Виталию хватило места, но для Леонида... Он же гораздо крупнее, массивнее. И тут старший лейтенант Бахтин не выдержал — сел на кучку выдранной из скирды соломы. С большим трудом он стащил с себя сапоги, потом снял и насухо отжал шерстяные носки, взялся растирать ступни ног. Снова обулся. Виталий все это время пролежал в нише. Наконец Леонид сказал резко:

— Вылезай, доделаем.

Однако пока они расширяли свое убежище, ноги у Леонида опять застыли. И когда летчики наконец забрались в пещерку, Леонид не смог усидеть в ней и получаса. Пришлось сдвинуть заслон из целого снопа соломы, которым была прикрыта их ниша снаружи. Леонид осторожно выглянул — никого. А вокруг голая степь, далеко все видно. Леонид вылез и принялся топтаться на месте в тщетной надежде разогреть замерзшие ноги. А Виталий даже не пошевельнулся — сразу крепко заснул. И Леонид мог бы не вылезать — снял бы сапоги и мокрые носки, чтобы спрятать ступни в меховые штанины летного комбинезона. Но с Виталием на спине Леонид увязал глубоко и основательно промочил низ штанин. Так что отогревать ступни в холодном сыром меху не имело смысла. Впрочем, и прыгать перед скирдой — тоже. Ведь его могли заметить. Леонид снова полез в соломенную пещеру.

Он все не решался сжечь документы. Понимал, конечно: донесения казачьих полков неизбежно устареют, когда он наконец доберется до Старика. Но вопреки доводам рассудка, Леонид остро ощущал: стоит только уничтожить документы, и он навсегда потеряет самоуважение, превратится в жалкого труса. А пока они лежат в его планшете, он вынесет, не дрогнув, любые тяготы ночного пути к своим. Леонид не мог даже представить себе: вот он стоит перед Стариком, признаваясь в позорной слабости — сжег, побоялся! При одной мысли о возможности подобного унижения мурашки поползли по спине. Нет, он не сожжет документы! Разве только если придется пустить себе пулю в лоб, чтобы не. попасть в плен...
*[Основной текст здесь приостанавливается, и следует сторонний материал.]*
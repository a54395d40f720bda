//! Auth retry coordinator: single-flight token refresh with request fan-out.
//!
//! Intercepts authentication failures from in-flight requests, parks them,
//! drives exactly one concurrent token refresh, and replays or fails the
//! parked requests. The coordinator's idle/refreshing gate is the single
//! point of mutual exclusion for token refresh system-wide; the token
//! manager itself is never called concurrently outside this gate.
//!
//! Retry depth is bounded to one auth-triggered replay: a request that fails
//! again after the refresh is surfaced to its original caller, never
//! re-parked.

use std::sync::Arc;
use std::time::Duration;

use tokio::sync::{oneshot, Mutex};
use tracing::{debug, info, instrument, warn};
use waypoint_common::auth::{AuthApi, SecureStore, TokenManager};
use waypoint_domain::constants::{PARKED_REQUEST_CAP, TOKEN_REFRESH_TIMEOUT};
use waypoint_domain::{ApiError, QueuedRequest, Result, TransportResponse};

use crate::sync::ports::Transport;

/// Callback fired when a refresh fails or times out; expected to drive
/// logout / re-login in the shell.
pub type AuthFailedCallback = Arc<dyn Fn() + Send + Sync>;

/// Coordinator configuration.
#[derive(Debug, Clone)]
pub struct AuthRetryConfig {
    /// Capacity of the parked-request queue; 401s beyond it are surfaced
    /// immediately
    pub parked_cap: usize,
    /// Timeout for one refresh attempt
    pub refresh_timeout: Duration,
    /// Path prefixes of authentication endpoints, which are never parked
    pub auth_path_prefixes: Vec<String>,
}

impl Default for AuthRetryConfig {
    fn default() -> Self {
        Self {
            parked_cap: PARKED_REQUEST_CAP,
            refresh_timeout: TOKEN_REFRESH_TIMEOUT,
            auth_path_prefixes: vec!["/api/auth".to_string()],
        }
    }
}

/// An in-flight request parked while a refresh is underway.
struct PendingAuthRequest {
    request: QueuedRequest,
    responder: oneshot::Sender<Result<TransportResponse>>,
}

/// Idle/refreshing gate plus the parked-request queue.
#[derive(Default)]
struct CoordinatorState {
    refreshing: bool,
    parked: Vec<PendingAuthRequest>,
}

/// Auth retry coordinator.
pub struct AuthRetryCoordinator<A: AuthApi + 'static, S: SecureStore + 'static> {
    token_manager: Arc<TokenManager<A, S>>,
    transport: Arc<dyn Transport>,
    config: AuthRetryConfig,
    state: Mutex<CoordinatorState>,
    on_auth_failed: Option<AuthFailedCallback>,
}

impl<A: AuthApi + 'static, S: SecureStore + 'static> AuthRetryCoordinator<A, S> {
    /// Create a new coordinator.
    pub fn new(
        token_manager: Arc<TokenManager<A, S>>,
        transport: Arc<dyn Transport>,
        config: AuthRetryConfig,
    ) -> Self {
        Self {
            token_manager,
            transport,
            config,
            state: Mutex::new(CoordinatorState::default()),
            on_auth_failed: None,
        }
    }

    /// Register the callback fired after a failed or timed-out refresh.
    #[must_use]
    pub fn with_auth_failed_callback(mut self, callback: AuthFailedCallback) -> Self {
        self.on_auth_failed = Some(callback);
        self
    }

    /// Handle a 401 observed on an in-flight request.
    ///
    /// Non-auth requests are parked while exactly one refresh runs; on
    /// success every parked request is replayed in enqueue order with the
    /// new credentials, on failure every parked request is rejected.
    /// Authentication endpoints themselves are surfaced directly so a 401
    /// on the refresh path cannot trigger an infinite refresh loop.
    #[instrument(skip_all, fields(path = %request.path))]
    pub async fn handle_auth_failure(
        &self,
        request: QueuedRequest,
    ) -> Result<TransportResponse> {
        if self.is_auth_endpoint(&request.path) {
            debug!("401 on auth endpoint surfaced directly");
            return Err(ApiError::Auth("authentication failed".to_string()));
        }

        let (rx, drives_refresh) = {
            let mut state = self.state.lock().await;

            if state.parked.len() >= self.config.parked_cap {
                warn!(
                    parked = state.parked.len(),
                    capacity = self.config.parked_cap,
                    "Parked-request queue full; surfacing auth failure"
                );
                return Err(ApiError::Auth(
                    "authentication retry queue is full".to_string(),
                ));
            }

            let (tx, rx) = oneshot::channel();
            state.parked.push(PendingAuthRequest { request, responder: tx });

            let drives_refresh = !state.refreshing;
            if drives_refresh {
                state.refreshing = true;
            }
            (rx, drives_refresh)
        };

        if drives_refresh {
            self.run_refresh_cycle().await;
        }

        rx.await
            .map_err(|_| ApiError::Internal("auth coordinator dropped the request".to_string()))?
    }

    /// Whether a refresh is currently in flight.
    pub async fn is_refreshing(&self) -> bool {
        self.state.lock().await.refreshing
    }

    /// Number of currently parked requests.
    pub async fn parked_count(&self) -> usize {
        self.state.lock().await.parked.len()
    }

    /// Drop all parked requests without replay (explicit logout path).
    ///
    /// Each parked caller is unblocked with an authentication failure.
    pub async fn clear_queue(&self) -> usize {
        let parked = {
            let mut state = self.state.lock().await;
            std::mem::take(&mut state.parked)
        };

        let count = parked.len();
        for pending in parked {
            let _ = pending
                .responder
                .send(Err(ApiError::Auth("authentication queue cleared".to_string())));
        }
        if count > 0 {
            info!(count, "Cleared parked auth requests");
        }
        count
    }

    /// Run the single refresh and resolve every parked request.
    async fn run_refresh_cycle(&self) {
        info!("Starting single-flight token refresh");

        let refresh_result = tokio::time::timeout(
            self.config.refresh_timeout,
            self.token_manager.refresh(),
        )
        .await;

        let parked = {
            let mut state = self.state.lock().await;
            state.refreshing = false;
            std::mem::take(&mut state.parked)
        };

        match refresh_result {
            Ok(Ok(())) => {
                info!(parked = parked.len(), "Refresh succeeded; replaying parked requests");
                self.replay_parked(parked).await;
            }
            Ok(Err(e)) => {
                warn!(error = %e, parked = parked.len(), "Refresh failed; rejecting parked requests");
                self.reject_parked(parked);
            }
            Err(_) => {
                warn!(
                    timeout_secs = self.config.refresh_timeout.as_secs(),
                    parked = parked.len(),
                    "Refresh timed out; rejecting parked requests"
                );
                self.reject_parked(parked);
            }
        }
    }

    /// Replay parked requests in enqueue order with the new credentials.
    async fn replay_parked(&self, parked: Vec<PendingAuthRequest>) {
        let access_token = match self.token_manager.access_token().await {
            Ok(token) => token,
            Err(e) => {
                warn!(error = %e, "No access token after refresh; rejecting parked requests");
                self.reject_parked(parked);
                return;
            }
        };

        for pending in parked {
            let request = pending
                .request
                .with_header("Authorization", format!("Bearer {access_token}"));

            let result = match self.transport.execute(&request).await {
                Ok(response) if response.is_success() => Ok(response),
                // A replay that fails again is surfaced, never re-parked.
                Ok(response) => {
                    Err(ApiError::from_status(response.status, response.error_message()))
                }
                Err(e) => Err(e),
            };

            let _ = pending.responder.send(result);
        }
    }

    /// Reject every parked request and fire the auth-failed callback.
    fn reject_parked(&self, parked: Vec<PendingAuthRequest>) {
        for pending in parked {
            let _ = pending.responder.send(Err(ApiError::Auth(
                "token refresh failed; please sign in again".to_string(),
            )));
        }

        if let Some(callback) = &self.on_auth_failed {
            callback();
        }
    }

    fn is_auth_endpoint(&self, path: &str) -> bool {
        self.config.auth_path_prefixes.iter().any(|prefix| path.starts_with(prefix))
    }
}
Около шести вечера наконец смерклось. Леонид заранее прикинул пути возвращения к своим. Он опасался только того грейдера, по которому шли броневики с автомашинами. А прямо от скирды на юг вела к хутору Майскому проселочная дорога. За три часа их сидения в скирде никто по этой дороге не прошел, не проехал.

И Леонид предполагал свернуть с нее, не доходя до Майского, к хуторам Садовому и Ново-Донскому. Они расположены юго-восточнее разъезда Прощальный, как бы в его тылу. Вряд ли там еще задержались войска противника. А пройти за ночь пятнадцать — двадцать километров, наверно, удастся.

Однако между планами, прикидками и действительностью часто вклинивается неожиданное или непредсказуемое. Летчики едва успели покрыть с полкилометра дороги, как услышали впереди неясный гул голосов и... блеяние овец!

Над степью метался порывистый южный ветер, по безлунному черному небу неслись разорванные в клочья, нагоняющие друг друга облака. Они громоздились в причудливые груды — казались стадами черно-серых овец.

Леонид даже посмотрел вверх — уж не оттуда ли доносится блеяние? Но сообразил, чем может грозить встреча с отарой, охраняемой свирепыми кавказскими овчарками.

И хотя ему представлялось, что до овечьего гурта еще далеко, он присел на корточки. Так, на фоне неба, все-таки более светлого, чем земля, рассчитывал увидеть, что происходит впереди.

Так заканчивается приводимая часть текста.